An essential role for ARF6-regulated membrane traffic in adherens junction turnover and epithelial cell migration

F Palacios  1 L PriceJ SchweitzerJ G CollardC D'Souza-Schorey
Affiliations

An essential role for ARF6-regulated membrane traffic in adherens junction turnover and epithelial cell migration

F Palacios et al. EMBO J. .

Abstract

We describe a novel role for the ARF6 GTPase in the regulation of adherens junction (AJ) turnover in MDCK epithelial cells. Expression of a GTPase-defective ARF6 mutant, ARF6(Q67L), led to a loss of AJs and ruffling of the lateral plasma membrane via mechanisms that were mutually exclusive. ARF6-GTP-induced AJ disassembly did not require actin remodeling, but was dependent on the internalization of E-cadherin into the cytoplasm via vesicle transport.

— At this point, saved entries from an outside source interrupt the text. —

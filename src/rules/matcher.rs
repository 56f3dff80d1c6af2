//! Most-specific-match path pattern matcher.
//!
//! Patterns are literal bytes plus `*`, which matches any run of bytes
//! including `/`. A lookup follows literal bytes in preference to `*` at every
//! step and backtracks only when the literal route dead-ends, so the pattern
//! sharing the longest literal prefix with the path wins:
//!
//! ```text
//! /a/*          5
//! /a/b/*.txt    7
//!
//! /a/b/c/x.txt  → 7
//! /a/b/c/x.csv  → 5
//! ```
//!
//! A lookup remembers which `(node, offset)` states have already failed, so
//! many-star patterns cost at most one visit per state instead of
//! backtracking exponentially.

#![allow(missing_docs)]

use std::collections::{HashMap, HashSet};

use crate::core::errors::{BrtError, Result};

#[derive(Debug, Clone)]
struct Node<T> {
    /// Sorted by byte.
    edges: Vec<(u8, u32)>,
    star: Option<u32>,
    value: Option<T>,
}

impl<T> Node<T> {
    const fn new() -> Self {
        Self {
            edges: Vec::new(),
            star: None,
            value: None,
        }
    }

    fn edge(&self, byte: u8) -> Option<u32> {
        self.edges
            .binary_search_by_key(&byte, |(b, _)| *b)
            .ok()
            .map(|pos| self.edges[pos].1)
    }
}

/// Compiled pattern set.
#[derive(Debug, Clone)]
pub struct PathMatcher<T> {
    nodes: Vec<Node<T>>,
    patterns: usize,
}

impl<T> PathMatcher<T> {
    /// Compile `(pattern, value)` pairs. The same pattern twice is an error.
    pub fn compile<I, S>(patterns: I) -> Result<Self>
    where
        I: IntoIterator<Item = (S, T)>,
        S: AsRef<str>,
    {
        let mut matcher = Self {
            nodes: vec![Node::new()],
            patterns: 0,
        };
        for (pattern, value) in patterns {
            matcher.insert(pattern.as_ref(), value)?;
        }
        Ok(matcher)
    }

    fn insert(&mut self, pattern: &str, value: T) -> Result<()> {
        let mut at = 0_usize;
        for &byte in pattern.as_bytes() {
            let next = if byte == b'*' {
                self.nodes[at].star
            } else {
                self.nodes[at].edge(byte)
            };
            at = match next {
                Some(next) => next as usize,
                None => {
                    let id = u32::try_from(self.nodes.len()).map_err(|_| BrtError::PatternConflict {
                        pattern: pattern.to_string(),
                    })?;
                    self.nodes.push(Node::new());
                    let node = &mut self.nodes[at];
                    if byte == b'*' {
                        node.star = Some(id);
                    } else {
                        let pos = node.edges.partition_point(|(b, _)| *b < byte);
                        node.edges.insert(pos, (byte, id));
                    }
                    id as usize
                }
            };
        }
        let slot = &mut self.nodes[at].value;
        if slot.is_some() {
            return Err(BrtError::PatternConflict {
                pattern: pattern.to_string(),
            });
        }
        *slot = Some(value);
        self.patterns += 1;
        Ok(())
    }

    /// Value of the most specific pattern matching all of `path`.
    #[must_use]
    pub fn lookup(&self, path: &str) -> Option<&T> {
        Search {
            matcher: self,
            path: path.as_bytes(),
            failed: HashSet::new(),
            star_failed_from: HashMap::new(),
        }
        .find(0, 0)
    }

    /// Number of compiled patterns.
    #[must_use]
    pub fn len(&self) -> usize {
        self.patterns
    }

    #[must_use]
    pub fn is_empty(&self) -> bool {
        self.patterns == 0
    }
}

/// State of one lookup.
struct Search<'m, 'p, T> {
    matcher: &'m PathMatcher<T>,
    path: &'p [u8],
    /// `(node, offset)` pairs known not to match.
    failed: HashSet<(u32, usize)>,
    /// Per star node, the lowest offset from which no continuation matches.
    star_failed_from: HashMap<u32, usize>,
}

impl<'m, T> Search<'m, '_, T> {
    fn find(&mut self, at: u32, offset: usize) -> Option<&'m T> {
        if self.failed.contains(&(at, offset)) {
            return None;
        }
        let matcher = self.matcher;
        let node = &matcher.nodes[at as usize];
        match self.path.get(offset) {
            None => {
                if let Some(value) = &node.value {
                    return Some(value);
                }
            }
            Some(&byte) => {
                if let Some(next) = node.edge(byte)
                    && let Some(value) = self.find(next, offset + 1)
                {
                    return Some(value);
                }
            }
        }
        if let Some(star) = node.star
            && let Some(value) = self.scan(star, offset)
        {
            return Some(value);
        }
        self.failed.insert((at, offset));
        None
    }

    /// Let the `*` leading to `star` swallow `from..` bytes, shortest first.
    fn scan(&mut self, star: u32, from: usize) -> Option<&'m T> {
        let stop = self
            .star_failed_from
            .get(&star)
            .map_or(self.path.len() + 1, |floor| (*floor).min(self.path.len() + 1));
        for offset in from..stop {
            if let Some(value) = self.find(star, offset) {
                return Some(value);
            }
        }
        let floor = self.star_failed_from.entry(star).or_insert(from);
        *floor = (*floor).min(from);
        None
    }
}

ARF6 activation was accompanied by increased migratory potential, and treatment of cells with hepatocyte growth factor (HGF) induced the activation of endogenous ARF6. The effect of ARF6(Q67L) on AJs was specific since ARF6 activation did not perturb tight junction assembly or cell polarity. In contrast, dominant-negative ARF6, ARF6(T27N), localized to AJs and its expression blocked cell migration and HGF-induced internalization of cadherin-based junctional components into the cytoplasm. Finally, we show that ARF6 exerts its role downstream of v-Src activation during the disassembly of AJs. These findings document an essential role for ARF6- regulated membrane traffic in AJ disassembly and epithelial cell migration.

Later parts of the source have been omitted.